Plaintiff's list of numerous potential causes of action does not satisfy Rule 8. Plaintiff does not explain how the facts relate to each of these listed claims. Although the Court gave leave to amend in order to allow Plaintiff to include a short and plain statement of the factual allegations that support each claim, Plaintiff's complaint is difficult to understand and does not clearly state what actions relate to which claims.

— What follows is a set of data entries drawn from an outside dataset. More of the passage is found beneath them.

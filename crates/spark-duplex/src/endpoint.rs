//! 外部连接对象的原生形态。
//!
//! # 教案级说明
//! - **Why**：三类传输（原生 socket、SockJS 长轮询回退、Socket.IO）由不同作者实现，没有共同基类。
//!   分类器必须靠“具备哪些成员”来识别，而不是运行期类型身份；
//! - **What**：[`Endpoint`] 的每个方法对应形态中的一个成员，默认实现返回
//!   [`EndpointError::MissingMember`]；实现者只覆写自己真正具备的成员，并在 [`Endpoint::members`]
//!   中如实声明；
//! - **How**：原生事件统一为 [`NativeEvent`]，监听器为可比较身份的 [`NativeListener`]；
//! - **Trade-offs**：成员声明与方法实现需要由实现者保持一致；声明了却未实现的成员会在调用时
//!   以 `MissingMember` 暴露出来。

use std::collections::BTreeSet;
use std::fmt;
use std::rc::Rc;

use thiserror::Error;

/// 连接形态中的一个成员（字段或方法）。
#[derive(Clone, Copy, Debug, PartialEq, Eq, PartialOrd, Ord, Hash)]
pub enum Member {
    /// 数值状态字段 `readyState`。
    ReadyState,
    /// 带确认回调的 `send`。
    Send,
    /// 流式 `write`。
    Write,
    /// `close(code, reason)`。
    Close,
    /// DOM 风格订阅。
    AddEventListener,
    /// DOM 风格退订。
    RemoveEventListener,
    /// 发射器风格订阅。
    On,
    /// 发射器风格退订。
    Off,
    /// 身份字段 `id`。
    Id,
    /// 布尔字段 `connected`。
    Connected,
    /// 发射器 `emit`。
    Emit,
    /// `disconnect(close)`。
    Disconnect,
}

impl Member {
    /// 成员在原生形态中的名字。
    pub fn as_str(self) -> &'static str {
        match self {
            Member::ReadyState => "readyState",
            Member::Send => "send",
            Member::Write => "write",
            Member::Close => "close",
            Member::AddEventListener => "addEventListener",
            Member::RemoveEventListener => "removeEventListener",
            Member::On => "on",
            Member::Off => "off",
            Member::Id => "id",
            Member::Connected => "connected",
            Member::Emit => "emit",
            Member::Disconnect => "disconnect",
        }
    }
}

impl fmt::Display for Member {
    fn fmt(&self, f: &mut fmt::Formatter<'_>) -> fmt::Result {
        f.write_str(self.as_str())
    }
}

/// 一个连接对象声明的成员集合。
#[derive(Clone, Debug, Default, PartialEq, Eq)]
pub struct MemberSet(BTreeSet<Member>);

impl MemberSet {
    /// 空集合。
    pub fn new() -> Self {
        Self::default()
    }

    /// 链式追加成员。
    pub fn with(mut self, member: Member) -> Self {
        self.0.insert(member);
        self
    }

    /// 追加成员。
    pub fn insert(&mut self, member: Member) {
        self.0.insert(member);
    }

    /// 是否包含成员。
    pub fn contains(&self, member: Member) -> bool {
        self.0.contains(&member)
    }

    /// 是否包含全部成员。
    pub fn contains_all(&self, members: &[Member]) -> bool {
        members.iter().all(|m| self.contains(*m))
    }

    /// 是否包含任一成员。
    pub fn contains_any(&self, members: &[Member]) -> bool {
        members.iter().any(|m| self.contains(*m))
    }

    /// 按成员声明顺序遍历。
    pub fn iter(&self) -> impl Iterator<Item = Member> + '_ {
        self.0.iter().copied()
    }
}

impl FromIterator<Member> for MemberSet {
    fn from_iter<I: IntoIterator<Item = Member>>(iter: I) -> Self {
        Self(iter.into_iter().collect())
    }
}

impl fmt::Display for MemberSet {
    fn fmt(&self, f: &mut fmt::Formatter<'_>) -> fmt::Result {
        let mut first = true;
        for member in self.iter() {
            if !first {
                f.write_str(", ")?;
            }
            first = false;
            f.write_str(member.as_str())?;
        }
        Ok(())
    }
}

/// 原生连接派发的事件。
#[derive(Clone, Debug, PartialEq, Eq)]
pub enum NativeEvent {
    /// 原生 socket 的 `message` 事件，或 Socket.IO 的 `message` 负载。
    Message {
        /// 文本帧内容。
        data: String,
    },
    /// SockJS 的 `data` 事件。
    Data(String),
    /// 握手完成。
    Open,
    /// 原生 socket / SockJS 的 `close` 事件。
    Close {
        /// 对端或本地给出的关闭码。
        code: Option<u16>,
        /// 关闭原因。
        reason: String,
    },
    /// Socket.IO 的 `disconnect` 事件。
    Disconnect {
        /// 断开原因，例如 `"server namespace disconnect"`。
        reason: String,
    },
}

/// 注册到原生连接上的监听器。
///
/// 身份按内部 `Rc` 的数据指针比较：克隆得到的句柄与原句柄相等，独立创建的闭包互不相等。
#[derive(Clone)]
pub struct NativeListener(Rc<dyn Fn(&NativeEvent)>);

impl NativeListener {
    /// 包装一个闭包。
    pub fn new(f: impl Fn(&NativeEvent) + 'static) -> Self {
        Self(Rc::new(f))
    }

    /// 派发事件。
    pub fn call(&self, event: &NativeEvent) {
        (self.0)(event)
    }
}

impl PartialEq for NativeListener {
    fn eq(&self, other: &Self) -> bool {
        core::ptr::addr_eq(Rc::as_ptr(&self.0), Rc::as_ptr(&other.0))
    }
}

impl Eq for NativeListener {}

impl fmt::Debug for NativeListener {
    fn fmt(&self, f: &mut fmt::Formatter<'_>) -> fmt::Result {
        f.debug_tuple("NativeListener")
            .field(&Rc::as_ptr(&self.0).cast::<()>())
            .finish()
    }
}

/// 原生确认回调。
pub type SendAck = Box<dyn FnOnce(Result<(), EndpointError>)>;

/// 原生连接拒绝操作时的错误。
#[derive(Clone, Debug, Error, PartialEq, Eq)]
pub enum EndpointError {
    /// 形态中没有该成员。
    #[error("connection has no `{0}` member")]
    MissingMember(Member),
    /// 原生实现拒绝了操作。
    #[error("{0}")]
    Rejected(String),
}

/// 外部连接对象的鸭子类型形态。
///
/// 每个方法对应一个 [`Member`]；未覆写的方法表示“没有这个成员”。
pub trait Endpoint {
    /// 声明该对象具备的成员，供分类器做结构探测。
    fn members(&self) -> MemberSet;

    /// `readyState` 字段。
    fn ready_state(&self) -> Option<u16> {
        None
    }

    /// `id` 字段。
    fn id(&self) -> Option<String> {
        None
    }

    /// `connected` 字段。
    fn connected(&self) -> Option<bool> {
        None
    }

    /// `send(data, ack)`；`ack` 恰好调用一次。
    fn send(&self, payload: &str, ack: SendAck) {
        let _ = payload;
        ack(Err(EndpointError::MissingMember(Member::Send)));
    }

    /// `write(data)`；返回值表示是否低于原生缓冲水位。
    fn write(&self, payload: &str) -> Result<bool, EndpointError> {
        let _ = payload;
        Err(EndpointError::MissingMember(Member::Write))
    }

    /// `emit(event, data)`。
    fn emit(&self, event: &str, payload: &str) -> Result<(), EndpointError> {
        let _ = (event, payload);
        Err(EndpointError::MissingMember(Member::Emit))
    }

    /// `close(code, reason)`；完成后异步派发 `close` 事件。
    fn close(&self, code: Option<u16>, reason: Option<&str>) -> Result<(), EndpointError> {
        let _ = (code, reason);
        Err(EndpointError::MissingMember(Member::Close))
    }

    /// `disconnect(close)`。
    fn disconnect(&self, close: bool) -> Result<(), EndpointError> {
        let _ = close;
        Err(EndpointError::MissingMember(Member::Disconnect))
    }

    /// `addEventListener(event, listener)`。
    fn add_event_listener(
        &self,
        event: &str,
        listener: NativeListener,
    ) -> Result<(), EndpointError> {
        let _ = (event, listener);
        Err(EndpointError::MissingMember(Member::AddEventListener))
    }

    /// `removeEventListener(event, listener)`。
    fn remove_event_listener(
        &self,
        event: &str,
        listener: &NativeListener,
    ) -> Result<(), EndpointError> {
        let _ = (event, listener);
        Err(EndpointError::MissingMember(Member::RemoveEventListener))
    }

    /// `on(event, listener)`。
    fn on(&self, event: &str, listener: NativeListener) -> Result<(), EndpointError> {
        let _ = (event, listener);
        Err(EndpointError::MissingMember(Member::On))
    }

    /// `off(event, listener)`。
    fn off(&self, event: &str, listener: &NativeListener) -> Result<(), EndpointError> {
        let _ = (event, listener);
        Err(EndpointError::MissingMember(Member::Off))
    }
}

IV. CONCLUSION AND RECOMMENDATIONS
The Court finds that the first amended complaint fails to state a cognizable claim upon which relief may be granted. The Court does not recommend granting further leave to amend because the Court provided Plaintiff with applicable legal standards and an opportunity to amend his complaint, yet Plaintiff's first amended complaint largely suffers from the same defects as his original complaint.
Accordingly, the Court HEREBY RECOMMENDS that:
1. This action be DISMISSED, with prejudice, based on Plaintiff's failure to state a claim on which relief may be granted; and
2. The Clerk of Court be directed to close this case.
These findings and recommendations are submitted to the district judge assigned to the case, pursuant to the provisions of 28 U.S.C. § 636(b)(1). Within twenty-one (21) days after being served with these findings and recommendations, Plaintiff may file written objections with the court. Such a document should be captioned, "Objections to Magistrate Judge's Findings and Recommendations." Plaintiff is advised that failure to file objections within the specified time may result in the waiver of rights on appeal. Wilkerson v. Wheeler, 772 F.3d 834, 839 (9th Cir. 2014) (quoting Baxter v. Sullivan, 923 F.2d 1391, 1394 (9th Cir. 1991)). IT IS SO ORDERED.